• [What you need to do]:
If a line in the material below has the word "Debug", copy it.
-=-=-=-=-
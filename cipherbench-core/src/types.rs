// SPDX-License-Identifier: Apache-2.0
// Copyright 2025 Ankit Kumar Pandey

//! Newtype wrappers for validated inputs.
//!
//! Following the "Newtype" pattern in Rust to ensure valid state by construction.
//! All types validate their invariants at creation time.

use std::fmt;
use std::str::FromStr;

use serde::{Deserialize, Serialize};

use crate::error::HardValidationError;

/// Maximum length of a payload label.
const MAX_LABEL_LEN: usize = 128;
/// Maximum iterations in a single pipeline run.
const MAX_ITERATIONS: u64 = 1_000_000;
/// Iterations per run when none are configured.
pub const DEFAULT_ITERATIONS: u64 = 50;

/// Validated payload size label, e.g. `"100KB file"`.
/// Must be non-blank, at most 128 chars, and free of control characters.
#[derive(Debug, Clone, PartialEq, Eq, PartialOrd, Ord, Hash, Serialize, Deserialize)]
#[serde(try_from = "String", into = "String")]
pub struct Label(String);

impl Label {
    /// Create a new Label with validation.
    pub fn new(label: impl Into<String>) -> Result<Self, HardValidationError> {
        let label = label.into();

        if label.trim().is_empty() {
            return Err(HardValidationError::InvalidFieldValue {
                field: "label",
                value: label,
                reason: "Label cannot be blank".to_string(),
            });
        }

        if label.chars().count() > MAX_LABEL_LEN {
            return Err(HardValidationError::InvalidFieldValue {
                field: "label",
                value: label.clone(),
                reason: format!(
                    "Label too long: {} chars (max {})",
                    label.chars().count(),
                    MAX_LABEL_LEN
                ),
            });
        }

        if label.chars().any(char::is_control) {
            return Err(HardValidationError::InvalidFieldValue {
                field: "label",
                value: label.escape_default().to_string(),
                reason: "Label must not contain control characters".to_string(),
            });
        }

        Ok(Self(label))
    }

    /// Get the inner string value.
    pub fn as_str(&self) -> &str {
        &self.0
    }

    /// Compact upper-case size tag used in result file names.
    ///
    /// `"100KB file"` becomes `"100KB"`, `"Another 1MB file"` becomes `"ANOTHER1MB"`.
    pub fn size_tag(&self) -> String {
        let tag: String = self
            .0
            .split_whitespace()
            .filter(|word| !word.eq_ignore_ascii_case("file"))
            .collect::<Vec<_>>()
            .concat()
            .chars()
            .filter(|c| c.is_alphanumeric() || *c == '-' || *c == '_' || *c == '.')
            .collect();

        if tag.is_empty() {
            hex::encode(self.0.as_bytes()).to_uppercase()
        } else {
            tag.to_uppercase()
        }
    }
}

impl fmt::Display for Label {
    fn fmt(&self, f: &mut fmt::Formatter<'_>) -> fmt::Result {
        write!(f, "{}", self.0)
    }
}

impl TryFrom<String> for Label {
    type Error = HardValidationError;

    fn try_from(value: String) -> Result<Self, Self::Error> {
        Self::new(value)
    }
}

impl From<Label> for String {
    fn from(label: Label) -> Self {
        label.0
    }
}

/// Identifier of a transform algorithm under benchmark.
#[derive(Debug, Clone, Copy, PartialEq, Eq, PartialOrd, Ord, Hash, Serialize, Deserialize)]
#[serde(try_from = "String", into = "String")]
pub enum AlgorithmId {
    AesGcm,
    ChaCha20Poly1305,
    XChaCha20Poly1305,
    EccP256,
    DiffieHellman,
    Blowfish,
}

impl AlgorithmId {
    /// Every built-in algorithm, in registry order.
    pub const ALL: [AlgorithmId; 6] = [
        Self::AesGcm,
        Self::ChaCha20Poly1305,
        Self::XChaCha20Poly1305,
        Self::EccP256,
        Self::DiffieHellman,
        Self::Blowfish,
    ];

    /// Stable kebab-case identifier used in configuration and store paths.
    pub const fn as_str(&self) -> &'static str {
        match self {
            Self::AesGcm => "aes-gcm",
            Self::ChaCha20Poly1305 => "chacha20-poly1305",
            Self::XChaCha20Poly1305 => "xchacha20-poly1305",
            Self::EccP256 => "ecc-p256",
            Self::DiffieHellman => "diffie-hellman",
            Self::Blowfish => "blowfish",
        }
    }

    /// Upper-case prefix used in result file names.
    pub const fn file_prefix(&self) -> &'static str {
        match self {
            Self::AesGcm => "AES_GCM",
            Self::ChaCha20Poly1305 => "CHACHA20_POLY1305",
            Self::XChaCha20Poly1305 => "XCHACHA20_POLY1305",
            Self::EccP256 => "ECC_P256",
            Self::DiffieHellman => "DIFFIE_HELLMAN",
            Self::Blowfish => "BLOWFISH",
        }
    }
}

impl fmt::Display for AlgorithmId {
    fn fmt(&self, f: &mut fmt::Formatter<'_>) -> fmt::Result {
        f.write_str(self.as_str())
    }
}

impl FromStr for AlgorithmId {
    type Err = HardValidationError;

    fn from_str(s: &str) -> Result<Self, Self::Err> {
        let normalized = s.trim().to_ascii_lowercase();
        Self::ALL
            .into_iter()
            .find(|id| id.as_str() == normalized)
            .ok_or_else(|| HardValidationError::UnknownAlgorithm {
                name: s.to_string(),
            })
    }
}

impl TryFrom<String> for AlgorithmId {
    type Error = HardValidationError;

    fn try_from(value: String) -> Result<Self, Self::Error> {
        value.parse()
    }
}

impl From<AlgorithmId> for String {
    fn from(id: AlgorithmId) -> Self {
        id.as_str().to_string()
    }
}

/// Direction of a measured operation.
#[derive(Debug, Clone, Copy, PartialEq, Eq, Hash, Serialize, Deserialize)]
#[serde(rename_all = "lowercase")]
pub enum Operation {
    /// Forward transform (plaintext → artifact).
    Encryption,
    /// Inverse transform (artifact → plaintext).
    Decryption,
}

impl Operation {
    pub const fn as_str(&self) -> &'static str {
        match self {
            Self::Encryption => "encryption",
            Self::Decryption => "decryption",
        }
    }
}

impl fmt::Display for Operation {
    fn fmt(&self, f: &mut fmt::Formatter<'_>) -> fmt::Result {
        f.write_str(self.as_str())
    }
}

/// Validated iteration count for a pipeline run.
/// Must be in range 1..=1_000_000.
#[derive(Debug, Clone, Copy, PartialEq, Eq, PartialOrd, Ord, Hash, Serialize, Deserialize)]
#[serde(try_from = "u64", into = "u64")]
pub struct IterationCount(u64);

impl IterationCount {
    /// Create a new IterationCount with bounds validation.
    pub fn new(count: u64) -> Result<Self, HardValidationError> {
        if !(1..=MAX_ITERATIONS).contains(&count) {
            return Err(HardValidationError::InvalidFieldValue {
                field: "total_iterations",
                value: count.to_string(),
                reason: format!("Must be between 1 and {}", MAX_ITERATIONS),
            });
        }
        Ok(Self(count))
    }

    /// Get the inner count.
    pub fn get(&self) -> u64 {
        self.0
    }
}

impl Default for IterationCount {
    fn default() -> Self {
        Self(DEFAULT_ITERATIONS)
    }
}

impl fmt::Display for IterationCount {
    fn fmt(&self, f: &mut fmt::Formatter<'_>) -> fmt::Result {
        write!(f, "{}", self.0)
    }
}

impl TryFrom<u64> for IterationCount {
    type Error = HardValidationError;

    fn try_from(value: u64) -> Result<Self, Self::Error> {
        Self::new(value)
    }
}

impl From<IterationCount> for u64 {
    fn from(count: IterationCount) -> Self {
        count.0
    }
}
-=-=-=-=-
• [Exercise result]:
#[derive(Debug, Clone, PartialEq, Eq, PartialOrd, Ord, Hash, Serialize, Deserialize)]
#[derive(Debug, Clone, Copy, PartialEq, Eq, PartialOrd, Ord, Hash, Serialize, Deserialize)]
#[derive(Debug, Clone, Copy, PartialEq, Eq, Hash, Serialize, Deserialize)]
#[derive(Debug, Clone, Copy, PartialEq, Eq, PartialOrd, Ord, Hash, Serialize, Deserialize)]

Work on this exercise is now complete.